Hacking attacks blamed on a Russian cyber intelligence unit failed at disrupting the campaign of French President-elect Emmanuel Macron, claims an article in the New York Times.
Timely warning by the US National Security Agency (NSA) alerted Marcon's campaign team to the Russian threat, the article said quoting several US cyber-security experts and intelligence officials. The attack is reminiscent of claims of Russian attempts to disrupt the US presidential elections last year, it said.
Macron’s bare-bones technology team created dozens of false email accounts, complete with phony documents, to confuse the attackers, the report claims. But the Macron campaign team were well-prepared from the previous attack in December 2016 when Macron’s makeshift headquarters in the 15th Arrondissement began receiving phishing emails.
The phishing mails were “high quality,” said Mr. Macron’s digital director, Mounir Mahjoubi: They included the actual names of members of the campaign staff. Simultaneously with the phishing attacks, the Macron campaign was being attacked by the Russian media with a profusion of fake news.

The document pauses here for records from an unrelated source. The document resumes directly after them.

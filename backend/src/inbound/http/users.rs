//! Account handlers.
//!
//! ```text
//! POST /api/v1/login {"username":"coordinator","password":"shipment123"}
//! POST /api/v1/register
//! POST /api/v1/logout
//! GET /api/v1/users/me
//! ```

use actix_web::{HttpResponse, get, post, web};
use serde::{Deserialize, Serialize};
use serde_json::json;
use utoipa::ToSchema;

use crate::domain::{
    Error, LoginCredentials, LoginValidationError, Registration, RegistrationField,
    RegistrationInput, RegistrationValidationError, User, UserValidationError,
};
use crate::inbound::http::ApiResult;
use crate::inbound::http::schemas::{ErrorSchema, UserSchema};
use crate::inbound::http::session::SessionContext;
use crate::inbound::http::state::HttpState;
use crate::inbound::http::validation::{FieldErrorCode, FieldName, field_error};

/// Login request body for `POST /api/v1/login`.
///
/// Example JSON:
/// `{"username":"coordinator","password":"shipment123"}`
#[derive(Deserialize, Serialize, ToSchema)]
#[serde(rename_all = "camelCase")]
pub struct LoginRequest {
    /// Account username.
    pub username: String,
    /// Plain-text password.
    pub password: String,
}

impl TryFrom<&LoginRequest> for LoginCredentials {
    type Error = LoginValidationError;

    fn try_from(value: &LoginRequest) -> Result<Self, Self::Error> {
        Self::try_from_parts(&value.username, &value.password)
    }
}

/// Registration body for `POST /api/v1/register`.
#[derive(Deserialize, Serialize, ToSchema)]
#[serde(rename_all = "camelCase")]
pub struct RegisterRequest {
    /// 3–50 letters, digits or underscores.
    pub username: String,
    /// Contact address; stored lowercase.
    pub email: String,
    /// At least six characters.
    pub password: String,
    /// Name shown in the dashboard, 2–100 characters.
    #[serde(alias = "full_name")]
    pub full_name: String,
    /// `coordinator` (default) or `admin`.
    #[serde(default)]
    pub role: Option<String>,
}

impl RegisterRequest {
    fn to_registration(&self) -> Result<Registration, RegistrationValidationError> {
        Registration::try_from_input(RegistrationInput {
            username: &self.username,
            email: &self.email,
            password: &self.password,
            full_name: &self.full_name,
            role: self.role.as_deref(),
        })
    }
}

fn map_login_validation_error(err: &LoginValidationError) -> Error {
    match err {
        LoginValidationError::EmptyUsername => Error::invalid_request("username must not be empty")
            .with_details(json!({ "field": "username", "code": "empty_username" })),
        LoginValidationError::EmptyPassword => Error::invalid_request("password must not be empty")
            .with_details(json!({ "field": "password", "code": "empty_password" })),
    }
}

const fn registration_field_name(field: RegistrationField) -> FieldName {
    match field {
        RegistrationField::Username => FieldName::new("username"),
        RegistrationField::Email => FieldName::new("email"),
        RegistrationField::Password => FieldName::new("password"),
        RegistrationField::FullName => FieldName::new("fullName"),
        RegistrationField::Role => FieldName::new("role"),
    }
}

fn map_registration_error(err: &RegistrationValidationError) -> Error {
    let code = match err {
        RegistrationValidationError::PasswordTooShort { .. } => FieldErrorCode::TooShort,
        RegistrationValidationError::Field { source, .. } => match source {
            UserValidationError::UsernameTooShort { .. }
            | UserValidationError::DisplayNameTooShort { .. } => FieldErrorCode::TooShort,
            UserValidationError::UsernameTooLong { .. }
            | UserValidationError::DisplayNameTooLong { .. } => FieldErrorCode::TooLong,
            UserValidationError::EmptyId
            | UserValidationError::InvalidId
            | UserValidationError::UsernameInvalidCharacters
            | UserValidationError::InvalidEmail
            | UserValidationError::UnknownRole => FieldErrorCode::InvalidValue,
        },
    };
    field_error(registration_field_name(err.field()), code, err.to_string())
}

/// Authenticate and establish a session.
#[utoipa::path(
    post,
    path = "/api/v1/login",
    request_body = LoginRequest,
    responses(
        (status = 200, description = "Login success", headers(("Set-Cookie" = String, description = "Session cookie"))),
        (status = 400, description = "Invalid request", body = ErrorSchema),
        (status = 401, description = "Invalid credentials", body = ErrorSchema),
        (status = 503, description = "Account store unavailable", body = ErrorSchema),
        (status = 500, description = "Internal server error", body = ErrorSchema)
    ),
    tags = ["users"],
    operation_id = "login",
    security([])
)]
#[post("/login")]
pub async fn login(
    state: web::Data<HttpState>,
    session: SessionContext,
    payload: web::Json<LoginRequest>,
) -> ApiResult<HttpResponse> {
    let credentials =
        LoginCredentials::try_from(&*payload).map_err(|err| map_login_validation_error(&err))?;
    let user_id = state.login.authenticate(&credentials).await?;
    session.sign_in(&user_id)?;
    Ok(HttpResponse::Ok().finish())
}

/// Create an account. The caller is not signed in afterwards.
#[utoipa::path(
    post,
    path = "/api/v1/register",
    request_body = RegisterRequest,
    responses(
        (status = 201, description = "Account created", body = UserSchema),
        (status = 400, description = "Invalid request", body = ErrorSchema),
        (status = 409, description = "Username or email already registered", body = ErrorSchema),
        (status = 503, description = "Account store unavailable", body = ErrorSchema),
        (status = 500, description = "Internal server error", body = ErrorSchema)
    ),
    tags = ["users"],
    operation_id = "register",
    security([])
)]
#[post("/register")]
pub async fn register(
    state: web::Data<HttpState>,
    payload: web::Json<RegisterRequest>,
) -> ApiResult<HttpResponse> {
    let registration = payload
        .to_registration()
        .map_err(|err| map_registration_error(&err))?;
    let user = state.registration.register(&registration).await?;
    Ok(HttpResponse::Created().json(user))
}

/// End the current session.
#[utoipa::path(
    post,
    path = "/api/v1/logout",
    responses(
        (status = 204, description = "Session cleared")
    ),
    tags = ["users"],
    operation_id = "logout"
)]
#[post("/logout")]
pub async fn logout(session: SessionContext) -> HttpResponse {
    session.sign_out();
    HttpResponse::NoContent().finish()
}

/// Profile of the signed-in user.
#[utoipa::path(
    get,
    path = "/api/v1/users/me",
    responses(
        (status = 200, description = "Current user", body = UserSchema),
        (status = 401, description = "Unauthorised", body = ErrorSchema),
        (status = 500, description = "Internal server error", body = ErrorSchema)
    ),
    tags = ["users"],
    operation_id = "currentUser"
)]
#[get("/users/me")]
pub async fn current_user(
    state: web::Data<HttpState>,
    session: SessionContext,
) -> ApiResult<web::Json<User>> {
    let user_id = session.require_user_id()?;
    let user = state.users.current_user(&user_id).await?;
    Ok(web::Json(user))
}

#[cfg(test)]
#[path = "users_tests.rs"]
mod tests;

In mid-March, researchers with Trend Micro, the cybersecurity giant based in Tokyo, watched the same Russian intelligence unit behind some of the Democratic National Committee hacks start building the tools to hack Mr. Macron’s campaign. They set up web domains mimicking those of Mr. Macron’s En Marche! Party, and began dispatching emails with malicious links and fake login pages designed to bait campaign staffers into divulging their usernames and passwords, or to click on a link that would give the Russians a toehold onto the campaign’s network.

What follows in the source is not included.